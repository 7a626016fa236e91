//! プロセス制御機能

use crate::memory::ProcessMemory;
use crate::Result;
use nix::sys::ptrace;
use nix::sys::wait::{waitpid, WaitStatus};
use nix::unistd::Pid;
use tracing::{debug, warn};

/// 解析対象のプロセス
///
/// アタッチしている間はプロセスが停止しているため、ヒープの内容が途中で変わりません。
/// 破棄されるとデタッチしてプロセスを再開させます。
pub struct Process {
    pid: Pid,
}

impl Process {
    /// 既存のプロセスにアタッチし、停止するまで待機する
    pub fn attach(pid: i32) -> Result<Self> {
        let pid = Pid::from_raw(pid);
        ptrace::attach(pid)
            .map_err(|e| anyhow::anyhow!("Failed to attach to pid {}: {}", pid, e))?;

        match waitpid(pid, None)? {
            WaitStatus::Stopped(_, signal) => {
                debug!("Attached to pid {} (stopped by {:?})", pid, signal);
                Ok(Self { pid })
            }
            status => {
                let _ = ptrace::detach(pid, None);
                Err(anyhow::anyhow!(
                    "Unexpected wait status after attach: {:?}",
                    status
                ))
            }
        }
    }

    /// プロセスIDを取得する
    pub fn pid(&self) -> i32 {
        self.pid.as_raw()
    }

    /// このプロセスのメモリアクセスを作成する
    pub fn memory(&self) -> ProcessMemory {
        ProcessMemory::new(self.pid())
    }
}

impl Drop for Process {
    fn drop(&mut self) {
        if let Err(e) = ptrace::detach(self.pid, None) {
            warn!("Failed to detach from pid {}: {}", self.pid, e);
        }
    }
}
...
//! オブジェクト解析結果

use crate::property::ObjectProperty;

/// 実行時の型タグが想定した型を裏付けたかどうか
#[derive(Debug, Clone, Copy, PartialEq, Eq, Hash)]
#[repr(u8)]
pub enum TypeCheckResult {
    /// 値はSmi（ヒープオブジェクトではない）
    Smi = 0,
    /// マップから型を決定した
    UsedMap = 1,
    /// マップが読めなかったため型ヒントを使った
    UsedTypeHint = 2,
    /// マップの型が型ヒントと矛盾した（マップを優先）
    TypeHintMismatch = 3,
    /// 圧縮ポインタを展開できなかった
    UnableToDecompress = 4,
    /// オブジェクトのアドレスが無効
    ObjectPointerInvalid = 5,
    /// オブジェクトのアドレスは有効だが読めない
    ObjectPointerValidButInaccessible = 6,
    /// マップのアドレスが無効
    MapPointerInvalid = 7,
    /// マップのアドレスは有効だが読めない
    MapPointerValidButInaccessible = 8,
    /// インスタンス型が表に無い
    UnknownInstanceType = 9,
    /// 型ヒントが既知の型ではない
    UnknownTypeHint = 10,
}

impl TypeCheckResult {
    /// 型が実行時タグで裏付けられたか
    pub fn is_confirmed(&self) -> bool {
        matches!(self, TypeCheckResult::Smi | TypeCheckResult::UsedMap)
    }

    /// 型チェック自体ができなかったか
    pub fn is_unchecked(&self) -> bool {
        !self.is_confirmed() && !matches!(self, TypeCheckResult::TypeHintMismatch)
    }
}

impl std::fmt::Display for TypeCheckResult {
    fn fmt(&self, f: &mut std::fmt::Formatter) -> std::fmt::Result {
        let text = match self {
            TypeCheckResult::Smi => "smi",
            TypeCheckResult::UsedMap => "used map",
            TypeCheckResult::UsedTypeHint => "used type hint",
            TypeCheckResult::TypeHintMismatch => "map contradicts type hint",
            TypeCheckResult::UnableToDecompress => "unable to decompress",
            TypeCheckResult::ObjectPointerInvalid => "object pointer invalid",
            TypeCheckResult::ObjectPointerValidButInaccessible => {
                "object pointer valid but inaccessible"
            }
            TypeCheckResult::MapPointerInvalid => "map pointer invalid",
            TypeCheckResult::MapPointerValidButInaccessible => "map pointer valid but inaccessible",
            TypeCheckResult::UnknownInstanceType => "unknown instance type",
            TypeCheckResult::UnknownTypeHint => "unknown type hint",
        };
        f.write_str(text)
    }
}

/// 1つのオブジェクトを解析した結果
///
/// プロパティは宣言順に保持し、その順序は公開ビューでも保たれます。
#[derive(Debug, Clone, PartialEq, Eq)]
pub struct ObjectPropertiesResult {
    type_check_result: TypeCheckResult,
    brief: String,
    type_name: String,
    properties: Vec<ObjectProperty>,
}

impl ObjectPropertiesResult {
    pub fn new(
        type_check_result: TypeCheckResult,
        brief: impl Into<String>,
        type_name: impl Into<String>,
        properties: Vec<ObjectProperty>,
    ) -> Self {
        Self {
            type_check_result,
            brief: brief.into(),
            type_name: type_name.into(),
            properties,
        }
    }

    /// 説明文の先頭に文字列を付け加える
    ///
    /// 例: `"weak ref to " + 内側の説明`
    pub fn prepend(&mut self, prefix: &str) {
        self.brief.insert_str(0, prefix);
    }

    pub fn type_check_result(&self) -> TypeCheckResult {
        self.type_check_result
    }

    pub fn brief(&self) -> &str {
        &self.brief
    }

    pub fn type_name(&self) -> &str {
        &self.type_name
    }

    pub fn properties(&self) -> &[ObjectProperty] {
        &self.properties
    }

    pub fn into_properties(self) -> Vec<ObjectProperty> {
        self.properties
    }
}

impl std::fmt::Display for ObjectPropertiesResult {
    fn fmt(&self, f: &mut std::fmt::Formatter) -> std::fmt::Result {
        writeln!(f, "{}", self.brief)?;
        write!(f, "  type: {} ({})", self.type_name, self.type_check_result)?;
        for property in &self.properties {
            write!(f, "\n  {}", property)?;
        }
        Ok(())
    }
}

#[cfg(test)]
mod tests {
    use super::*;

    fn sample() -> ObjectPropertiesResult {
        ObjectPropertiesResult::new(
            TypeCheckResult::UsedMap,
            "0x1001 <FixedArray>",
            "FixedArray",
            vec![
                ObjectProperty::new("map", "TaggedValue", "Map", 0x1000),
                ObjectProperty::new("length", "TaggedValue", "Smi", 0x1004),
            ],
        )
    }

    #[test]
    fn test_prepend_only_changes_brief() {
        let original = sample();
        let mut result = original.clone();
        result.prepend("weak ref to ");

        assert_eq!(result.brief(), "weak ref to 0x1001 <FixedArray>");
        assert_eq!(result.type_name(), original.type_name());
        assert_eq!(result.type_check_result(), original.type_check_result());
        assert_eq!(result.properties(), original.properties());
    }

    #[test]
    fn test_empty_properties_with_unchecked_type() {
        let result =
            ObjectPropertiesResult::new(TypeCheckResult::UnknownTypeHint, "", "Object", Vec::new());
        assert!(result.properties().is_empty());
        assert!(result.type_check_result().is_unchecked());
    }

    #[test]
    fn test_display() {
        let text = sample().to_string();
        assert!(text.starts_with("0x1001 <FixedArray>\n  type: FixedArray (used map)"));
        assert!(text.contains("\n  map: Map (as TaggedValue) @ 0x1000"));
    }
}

INSTRUCTIONS TO FOLLOW →
In the listing, find each line with the string "ProcessMemory" and copy it.

SOLUTION TO THE EXERCISE →
use crate::memory::ProcessMemory;
    pub fn memory(&self) -> ProcessMemory {
        ProcessMemory::new(self.pid())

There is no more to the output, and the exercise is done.